During the pandemic, we ignited a race to develop COVID-19 vaccines. Now at the tail end of it, we have a new race – to redesign a healthcare system that perfectly captures the ethos of a post-pandemic world.
First we had clinical researchers working at a breakneck pace to develop vaccines. Now we have public health leaders jockeying for C-suite roles at healthcare systems. They are racing to parlay policy for position, seeking the most glamorous corporate jobs available relative to their role in public health policy. Healthcare systems cannot scoop them up fast enough, as though that one individual is all that is needed to create an ideal model of post-pandemic patient care.
In Illinois, the state’s director of public health is wooing healthcare systems for the role of CEO. And she is not alone. Many who previously worked in public health, whose star rose during the pandemic, are now capitalizing on newfound social capital to leverage pandemic glory into prominent roles in corporate healthcare.
It makes for a curious, Faustian bargain, equating public good with private enterprise, and creates strange bedfellows in the most unlikely of places. Such as medicine and marketing, which have long had an odd relationship. Both need each other, but each denies the need for the other. Yet the need for marketing defines success in medicine. Just look at the prestige Cleveland Clinic and Mayo Health enjoy. Whether clinically justified or not, these institutions carry weight in the minds of patients largely on the basis of name recognition. This is marketing.

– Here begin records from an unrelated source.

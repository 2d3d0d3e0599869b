// This Source Code Form is subject to the terms of the Mozilla Public
// License, v. 2.0. If a copy of the MPL was not distributed with this
// file, You can obtain one at https://mozilla.org/MPL/2.0/.
//
// Copyright (c) 2025 Pegasus Heavy Industries, LLC

//! The bytecode extension hook.
//!
//! Loading `.jsb` files goes through a process-wide extension registry, the
//! same registry the source and JSON handlers live in. Registering the
//! bytecode handler mutates global state, so it never happens implicitly:
//! callers opt in with [`install`] and tests tear down with [`uninstall`].

use std::sync::LazyLock;
use std::sync::atomic::{AtomicBool, Ordering};

use dashmap::DashMap;

use crate::artifact::ARTIFACT_EXTENSION;

/// How a resolved file is turned into module exports.
#[derive(Debug, Clone, Copy, PartialEq, Eq)]
pub enum ExtensionKind {
    /// Parse and execute as JavaScript source
    Source,
    /// Parse as JSON
    Json,
    /// Load as a binary bytecode artifact
    Bytecode,
}

/// Process-wide extension registry (extension without dot → handler kind).
static EXTENSIONS: LazyLock<DashMap<String, ExtensionKind>> = LazyLock::new(|| {
    let map = DashMap::new();
    map.insert("js".to_string(), ExtensionKind::Source);
    map.insert("json".to_string(), ExtensionKind::Json);
    map
});

/// Whether the bytecode hook is currently installed.
static HOOK_INSTALLED: AtomicBool = AtomicBool::new(false);

/// Registers the bytecode handler for `.jsb` files.
///
/// Idempotent and race-free: concurrent callers race on a compare-and-set
/// and exactly one performs the registration.
pub fn install() {
    if HOOK_INSTALLED
        .compare_exchange(false, true, Ordering::SeqCst, Ordering::SeqCst)
        .is_ok()
    {
        EXTENSIONS.insert(ARTIFACT_EXTENSION.to_string(), ExtensionKind::Bytecode);
        tracing::debug!(extension = ARTIFACT_EXTENSION, "bytecode hook installed");
    }
}

/// Removes the bytecode handler again.
pub fn uninstall() {
    if HOOK_INSTALLED
        .compare_exchange(true, false, Ordering::SeqCst, Ordering::SeqCst)
        .is_ok()
    {
        EXTENSIONS.remove(ARTIFACT_EXTENSION);
        tracing::debug!(extension = ARTIFACT_EXTENSION, "bytecode hook removed");
    }
}

/// True if the bytecode hook is installed.
pub fn is_installed() -> bool {
    HOOK_INSTALLED.load(Ordering::SeqCst)
}

/// Looks up the handler for a file extension (without dot).
pub fn handler_for(extension: &str) -> Option<ExtensionKind> {
    EXTENSIONS.get(extension).map(|entry| *entry.value())
}

/// Extensions currently registered, in resolution-preference order.
pub fn registered_extensions() -> Vec<String> {
    let mut extensions: Vec<String> = EXTENSIONS.iter().map(|e| e.key().clone()).collect();
    // Deterministic trial order: source first, artifacts last
    extensions.sort_by_key(|ext| match handler_for(ext) {
        Some(ExtensionKind::Source) => 0,
        Some(ExtensionKind::Json) => 1,
        Some(ExtensionKind::Bytecode) => 2,
        None => 3,
    });
    extensions
}

#[cfg(test)]
mod tests {
    use super::*;

    #[test]
    fn test_install_is_idempotent() {
        install();
        install();
        assert!(is_installed());
        assert_eq!(
            handler_for(ARTIFACT_EXTENSION),
            Some(ExtensionKind::Bytecode)
        );
        uninstall();
        uninstall();
        assert!(!is_installed());
        assert_eq!(handler_for(ARTIFACT_EXTENSION), None);
    }

    #[test]
    fn test_default_handlers_present() {
        assert_eq!(handler_for("js"), Some(ExtensionKind::Source));
        assert_eq!(handler_for("json"), Some(ExtensionKind::Json));
        assert_eq!(handler_for("wasm"), None);
    }
}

It defines how we perceive medicine and our individual health. And in turn, it defines how healthcare systems perceive patients. It is no coincidence that name-brand hospitals charge more for clinical care than those that lack such marketing prowess.
But medicine by marketing bodes poorly for patient outcomes – and equally poorly for healthcare at large. When a hospital promotes itself, we call it marketing. When an individual promotes himself or herself, we call it influence. Though we use two different words, the premise is the same – influencing others through brand appeal. A power many physicians and policy makers recently acquired during the pandemic and wielded with deft precision.
Over the last two years, we listened to the most influential voices and silenced all others. These voices quickly garnered followings, and soon the masses were divided into camps based on specific allegiances to individuals. This led to a rise in pandemic policies based on the perspectives of a select few. We then determined which health policy positions to adhere to by following the most influential voices.
It allowed these individuals to implement public policy by political strategy. Those who established the most gravitas appeared the most credible, and subsequently the most influential. They posted on social media. They appeared frequently on mainstream media outlets. They wrote articles and opinion pieces. And they established credibility without any scientific rigor. Simply the repeated appearances proved all that was necessary.
Under most circumstances, this would appear ridiculous. In healthcare, it appears to be part of an ongoing trend. One in which the individual rises above the institution, where the weight of individual statements takes precedence over institutional methods of public health research.
This creates a problem for healthcare, which is uniquely institutional. No matter how good the leader, it takes a system to implement patient care. Healthcare thrives on peer-review, consensus, and the many checks and balances in which clinicians and policy makers of different backgrounds deliberate over the optimal course of clinical action.
But increasingly, healthcare systems are gravitating towards individuals to lead them, believing their pandemic experience can translate into expertise in healthcare leadership. This may make for good short term marketing, but long term it empowers these individuals to continue bucking institutional traditions.
If healthcare becomes dependent on individual leaders to guide it, serving as the sole voice of science and health, then the institutions of healthcare will inevitably succumb to the whims of the individual. But what else would you expect in a world where an individual carries more decision-making power than an institution?
This is nothing to aspire for. But it seems to be what we are racing towards, all in our quest to build a perfect, post-pandemic model of healthcare.